→ Exercise details
What lines in the following entries hold the word "written"? Copy each one.

# # # # #

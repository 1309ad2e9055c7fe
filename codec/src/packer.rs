//! Encoding entry points.

use crate::{
    header::Header,
    layout::{Layout, Prefix, Width},
    Config, Write,
};
use bytes::{BufMut, BytesMut};
use tracing::trace;

/// A value paired with everything needed to encode it: layout, header and exact size.
pub(crate) struct Packer<'a, T> {
    value: &'a T,
    layout: Layout,
    header: Option<Header>,
    size: usize,
}

impl<'a, T: Write> Packer<'a, T> {
    pub(crate) fn new(value: &'a T, cfg: Config) -> Self {
        let cfg = Config::resolve(cfg, T::CONFIG);
        let layout = Layout::plan(value, cfg);
        let body = value.encode_size(&layout);
        let header = cfg.has_header().then(|| {
            let width = match layout.prefix() {
                Prefix::Fixed(width) => width,
                Prefix::Varint(_) => Width::One,
            };
            let literal = cfg.has_type_literal().then(|| T::SCHEMA.literal(cfg));
            let header = Header::new(T::SCHEMA.fingerprint(cfg), width, literal);
            if T::SCHEMA.contains_compatible() {
                header.with_total_size(body)
            } else {
                header
            }
        });
        let size = header.as_ref().map_or(0, Header::encode_size) + body;
        trace!(size, prefix = ?layout.prefix(), "planned encoding");
        Self {
            value,
            layout,
            header,
            size,
        }
    }

    pub(crate) fn size(&self) -> usize {
        self.size
    }

    pub(crate) fn write(&self, buf: &mut impl BufMut) {
        if let Some(header) = &self.header {
            header.write(buf);
        }
        self.value.write(buf, &self.layout);
    }
}

/// Encodes `value` with its declared configuration.
pub fn serialize<T: Write>(value: &T) -> BytesMut {
    serialize_with(value, Config::DEFAULT)
}

/// Encodes `value` with `cfg`.
///
/// Panics if the `write` implementation does not write the expected number of bytes.
pub fn serialize_with<T: Write>(value: &T, cfg: Config) -> BytesMut {
    serialize_with_offset(value, cfg, 0)
}

/// Encodes `value` after `offset` zeroed bytes reserved for the caller.
pub fn serialize_with_offset<T: Write>(value: &T, cfg: Config, offset: usize) -> BytesMut {
    let packer = Packer::new(value, cfg);
    let len = offset + packer.size();
    let mut buffer = BytesMut::with_capacity(len);
    buffer.put_bytes(0, offset);
    packer.write(&mut buffer);
    assert_eq!(buffer.len(), len, "write() did not write expected bytes");
    buffer
}

/// Appends the encoding of `value` to `buffer`, growing it as needed.
///
/// Returns the number of bytes appended.
pub fn serialize_to<T: Write>(value: &T, cfg: Config, buffer: &mut BytesMut) -> usize {
    let packer = Packer::new(value, cfg);
    let start = buffer.len();
    buffer.reserve(packer.size());
    packer.write(buffer);
    assert_eq!(
        buffer.len() - start,
        packer.size(),
        "write() did not write expected bytes"
    );
    packer.size()
}

/// Encodes `value` into the front of `out`.
///
/// Returns the number of bytes written, or 0 (leaving `out` untouched) if `out` is too small.
pub fn serialize_into<T: Write>(value: &T, cfg: Config, out: &mut [u8]) -> usize {
    let packer = Packer::new(value, cfg);
    let size = packer.size();
    if out.len() < size {
        return 0;
    }
    let mut slice = &mut out[..size];
    packer.write(&mut slice);
    assert!(slice.is_empty(), "write() did not write expected bytes");
    size
}

/// Returns the number of bytes [serialize_with] would produce, without encoding.
pub fn get_needed_size<T: Write>(value: &T, cfg: Config) -> usize {
    Packer::new(value, cfg).size()
}

#[cfg(test)]
mod tests {
    use super::*;
    use crate::header::FINGERPRINT_SIZE;

    #[test]
    fn test_sizes_agree() {
        let values = [vec![], vec![String::from("x")], vec![String::from("y"); 300]];
        for cfg in [
            Config::DEFAULT,
            Config::ENABLE_TYPE_INFO,
            Config::DISABLE_ALL_META_INFO,
            Config::ENCODING_WITH_VARINT,
            Config::ENCODING_WITH_VARINT | Config::USE_FAST_VARINT,
        ] {
            for value in &values {
                let encoded = serialize_with(value, cfg);
                assert_eq!(encoded.len(), get_needed_size(value, cfg));
            }
        }
    }

    #[test]
    fn test_header_only_when_enabled() {
        assert_eq!(serialize(&7u8).len(), FINGERPRINT_SIZE + 1);
        assert_eq!(serialize_with(&7u8, Config::DISABLE_ALL_META_INFO).len(), 1);
    }

    #[test]
    fn test_offset() {
        let encoded = serialize_with_offset(&0xABu8, Config::DISABLE_ALL_META_INFO, 3);
        assert_eq!(&encoded[..], &[0, 0, 0, 0xAB]);
    }

    #[test]
    fn test_serialize_to_appends() {
        let mut buffer = BytesMut::from(&b"ab"[..]);
        let written = serialize_to(&String::from("cd"), Config::DISABLE_ALL_META_INFO, &mut buffer);
        assert_eq!(written, 3);
        assert_eq!(&buffer[..], b"ab\x02cd");
    }

    #[test]
    fn test_serialize_into() {
        let value = (1u32, String::from("hello"));
        let size = get_needed_size(&value, Config::DEFAULT);

        let mut exact = vec![0u8; size];
        assert_eq!(serialize_into(&value, Config::DEFAULT, &mut exact), size);
        assert_eq!(&exact[..], &serialize(&value)[..]);

        let mut short = vec![0xEEu8; size - 1];
        assert_eq!(serialize_into(&value, Config::DEFAULT, &mut short), 0);
        assert!(short.iter().all(|b| *b == 0xEE));
    }
}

# # # # #

→ Exercise result
/// Returns the number of bytes written, or 0 (leaving `out` untouched) if `out` is too small.
        let written = serialize_to(&String::from("cd"), Config::DISABLE_ALL_META_INFO, &mut buffer);
        assert_eq!(written, 3);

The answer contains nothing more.